軽量タイプは氷面への食い込みが弱い欠点があります。

12本爪アイゼン (GRIVEL)

④ピッケル

身長にもよりますが、60cmから75cmくらいの物が標準で、手に持って腕をダランと下げた時、ピッケルの先が地面に触れない長さが良いです。
極端に短いタイプや先端が曲がったタイプは登山の目的が違うから止めよう。

ピッケル (GRIVEL)

(3)雪山登山で必要な基本技術

雪山登山で無くてはならない物がピッケルです。
急斜面など滑落の恐れがある所は2点支持歩行と言って、足2本と手1本のうち、どれか2つを常に確保しながら歩く技術を用います。
この時の手1本を補佐するのがピッケルの主な役目ですが、他にもバランス保持やカッティング等いろいろ使い道があります。
雪山の歩き方には次の3通りがあり、状況によって使い分けます。

①平地や緩斜面ではアイゼン無しのフラットフッティング

フラットフッティングとは雪面に靴底をフラットに下ろして歩く技術で、靴底全てを使うから大きい摩擦力が得られます。

②急斜面ではキックステップ

キックステップとは靴の一部を雪中に蹴り込んで歩く技術です。
登りでは膝から下を振り子状態にして靴のつま先のエッジを蹴り込み、下りでは靴のかかとのエッジを雪面に鉛直に踏み込みます。
いずれの場合も上体を真っ直ぐに起こし、蹴り込んだわずかな足場に水平に立つよう体重移動するのがコツです。

③硬雪・凍結ではアイゼン

12本爪アイゼンを履く以上は体に馴染むまでしっかり練習してから山に入りましょう。
技術の無い者が滑落の恐れがある所で12本爪アイゼンを履くと、事故の原因を誘発して返って危険となります。
アイゼン歩行の基本は次の3つです。

イ. フラットフッティング
ロ. 足を引きずらない
ハ. 爪を自分のスパッツに引っ掛けない

登山中無闇にアイゼンを履くのは止めよう。

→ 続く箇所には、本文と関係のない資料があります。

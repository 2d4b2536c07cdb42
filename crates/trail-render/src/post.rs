use super::helpers;
use super::targets::{RenderTargets, HDR_FORMAT};

#[repr(C)]
#[derive(Copy, Clone, bytemuck::Pod, bytemuck::Zeroable)]
pub(crate) struct PostUniforms {
    pub(crate) resolution: [f32; 2],
    pub(crate) time: f32,
    pub(crate) exposure: f32,
    pub(crate) blur_dir: [f32; 2],
    pub(crate) bloom_strength: f32,
    pub(crate) threshold: f32,
}

pub(crate) struct PostResources {
    pub(crate) bgl0: wgpu::BindGroupLayout, // tex+sampler+uniform
    pub(crate) bgl1: wgpu::BindGroupLayout, // tex+sampler
    pub(crate) sampler: wgpu::Sampler,
    // one buffer per pass: queue writes land before the encoder runs, so
    // passes cannot share a buffer with different contents
    pub(crate) uniforms: [wgpu::Buffer; PASS_COUNT],
    pub(crate) bright_pipeline: wgpu::RenderPipeline,
    pub(crate) blur_pipeline: wgpu::RenderPipeline,
    pub(crate) composite_pipeline: wgpu::RenderPipeline,
}

#[derive(Clone, Copy)]
pub(crate) enum PostPass {
    Bright = 0,
    BlurH = 1,
    BlurV = 2,
    Composite = 3,
}

pub(crate) const PASS_COUNT: usize = 4;

/// Bind groups that reference the size-dependent targets; rebuilt on resize.
pub(crate) struct PostBindGroups {
    pub(crate) bright: wgpu::BindGroup,      // samples hdr
    pub(crate) blur_h: wgpu::BindGroup,      // samples bloom_a
    pub(crate) blur_v: wgpu::BindGroup,      // samples bloom_b
    pub(crate) composite: wgpu::BindGroup,   // samples hdr
    pub(crate) bloom_a_only: wgpu::BindGroup, // group1 for composite
}

fn texture_entry(binding: u32) -> wgpu::BindGroupLayoutEntry {
    wgpu::BindGroupLayoutEntry {
        binding,
        visibility: wgpu::ShaderStages::FRAGMENT,
        ty: wgpu::BindingType::Texture {
            multisampled: false,
            view_dimension: wgpu::TextureViewDimension::D2,
            sample_type: wgpu::TextureSampleType::Float { filterable: true },
        },
        count: None,
    }
}

fn sampler_entry(binding: u32) -> wgpu::BindGroupLayoutEntry {
    wgpu::BindGroupLayoutEntry {
        binding,
        visibility: wgpu::ShaderStages::FRAGMENT,
        ty: wgpu::BindingType::Sampler(wgpu::SamplerBindingType::Filtering),
        count: None,
    }
}

pub(crate) fn create_post_resources(
    device: &wgpu::Device,
    swap_format: wgpu::TextureFormat,
) -> PostResources {
    let post_shader = device.create_shader_module(wgpu::ShaderModuleDescriptor {
        label: Some("post_shader"),
        source: wgpu::ShaderSource::Wgsl(trail_core::POST_WGSL.into()),
    });
    let bgl0 = device.create_bind_group_layout(&wgpu::BindGroupLayoutDescriptor {
        label: Some("post_bgl0"),
        entries: &[
            texture_entry(0),
            sampler_entry(1),
            helpers::uniform_layout_entry(2, wgpu::ShaderStages::FRAGMENT),
        ],
    });
    let bgl1 = device.create_bind_group_layout(&wgpu::BindGroupLayoutDescriptor {
        label: Some("post_bgl1"),
        entries: &[texture_entry(0), sampler_entry(1)],
    });
    let sampler = device.create_sampler(&wgpu::SamplerDescriptor {
        label: Some("linear_sampler"),
        address_mode_u: wgpu::AddressMode::ClampToEdge,
        address_mode_v: wgpu::AddressMode::ClampToEdge,
        address_mode_w: wgpu::AddressMode::ClampToEdge,
        mag_filter: wgpu::FilterMode::Linear,
        min_filter: wgpu::FilterMode::Linear,
        mipmap_filter: wgpu::FilterMode::Linear,
        ..Default::default()
    });
    let uniforms = ["post_bright", "post_blur_h", "post_blur_v", "post_composite"].map(|label| {
        device.create_buffer(&wgpu::BufferDescriptor {
            label: Some(label),
            size: std::mem::size_of::<PostUniforms>() as u64,
            usage: wgpu::BufferUsages::UNIFORM | wgpu::BufferUsages::COPY_DST,
            mapped_at_creation: false,
        })
    });
    let pl_bright_blur = device.create_pipeline_layout(&wgpu::PipelineLayoutDescriptor {
        label: Some("pl_post_0"),
        bind_group_layouts: &[&bgl0],
        push_constant_ranges: &[],
    });
    let pl_composite = device.create_pipeline_layout(&wgpu::PipelineLayoutDescriptor {
        label: Some("pl_post_comp"),
        bind_group_layouts: &[&bgl0, &bgl1],
        push_constant_ranges: &[],
    });
    let bright_pipeline = helpers::make_post_pipeline(
        device,
        &pl_bright_blur,
        &post_shader,
        "fs_bright",
        HDR_FORMAT,
        None,
    );
    let blur_pipeline = helpers::make_post_pipeline(
        device,
        &pl_bright_blur,
        &post_shader,
        "fs_blur",
        HDR_FORMAT,
        None,
    );
    let composite_pipeline = helpers::make_post_pipeline(
        device,
        &pl_composite,
        &post_shader,
        "fs_composite",
        swap_format,
        Some(wgpu::BlendState::REPLACE),
    );

    PostResources {
        bgl0,
        bgl1,
        sampler,
        uniforms,
        bright_pipeline,
        blur_pipeline,
        composite_pipeline,
    }
}

impl PostResources {
    pub(crate) fn write(&self, queue: &wgpu::Queue, pass: PostPass, u: &PostUniforms) {
        queue.write_buffer(&self.uniforms[pass as usize], 0, bytemuck::bytes_of(u));
    }

    fn with_uniforms(
        &self,
        device: &wgpu::Device,
        label: &str,
        view: &wgpu::TextureView,
        pass: PostPass,
    ) -> wgpu::BindGroup {
        device.create_bind_group(&wgpu::BindGroupDescriptor {
            label: Some(label),
            layout: &self.bgl0,
            entries: &[
                wgpu::BindGroupEntry {
                    binding: 0,
                    resource: wgpu::BindingResource::TextureView(view),
                },
                wgpu::BindGroupEntry {
                    binding: 1,
                    resource: wgpu::BindingResource::Sampler(&self.sampler),
                },
                wgpu::BindGroupEntry {
                    binding: 2,
                    resource: self.uniforms[pass as usize].as_entire_binding(),
                },
            ],
        })
    }

    pub(crate) fn bind_groups(
        &self,
        device: &wgpu::Device,
        targets: &RenderTargets,
    ) -> PostBindGroups {
        let bloom_a_only = device.create_bind_group(&wgpu::BindGroupDescriptor {
            label: Some("bg_bloom_a_only"),
            layout: &self.bgl1,
            entries: &[
                wgpu::BindGroupEntry {
                    binding: 0,
                    resource: wgpu::BindingResource::TextureView(&targets.bloom_a_view),
                },
                wgpu::BindGroupEntry {
                    binding: 1,
                    resource: wgpu::BindingResource::Sampler(&self.sampler),
                },
            ],
        });
        PostBindGroups {
            bright: self.with_uniforms(device, "bg_bright", &targets.hdr_view, PostPass::Bright),
            blur_h: self.with_uniforms(device, "bg_blur_h", &targets.bloom_a_view, PostPass::BlurH),
            blur_v: self.with_uniforms(device, "bg_blur_v", &targets.bloom_b_view, PostPass::BlurV),
            composite: self.with_uniforms(
                device,
                "bg_composite",
                &targets.hdr_view,
                PostPass::Composite,
            ),
            bloom_a_only,
        }
    }
}

pub(crate) fn blit(
    encoder: &mut wgpu::CommandEncoder,
    label: &str,
    target: &wgpu::TextureView,
    clear: wgpu::Color,
    pipeline: &wgpu::RenderPipeline,
    bg0: &wgpu::BindGroup,
    bg1: Option<&wgpu::BindGroup>,
) {
    let mut r = encoder.begin_render_pass(&wgpu::RenderPassDescriptor {
        label: Some(label),
        color_attachments: &[Some(wgpu::RenderPassColorAttachment {
            view: target,
            resolve_target: None,
            ops: wgpu::Operations {
                load: wgpu::LoadOp::Clear(clear),
                store: wgpu::StoreOp::Store,
            },
        })],
        depth_stencil_attachment: None,
        timestamp_writes: None,
        occlusion_query_set: None,
    });
    r.set_pipeline(pipeline);
    r.set_bind_group(0, bg0, &[]);
    if let Some(g1) = bg1 {
        r.set_bind_group(1, g1, &[]);
    }
    r.draw(0..3, 0..1);
}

足に1kgをつけると背中に5kg背負ったくらい疲れると言われるほど足腰に負担がかかります。
履き慣れていないと転倒して足首や膝を痛めるし、アイゼンを履いて尻セードすると引っかけて足を骨折する危険があります。

最後に

いかがでしたか。
雪山登山には相応の装備と技術が必要になりますが、本稿で示した通り順番にステップアップしていくことで、けっして難しいものではありません。

雪山のすばらしい世界をしらないことは、登山をする人にとって大変な機会損失だと思いますし、年間通した登山のための体力維持の観点でも大きなビハインドになりえますので、是非トライしてみてください。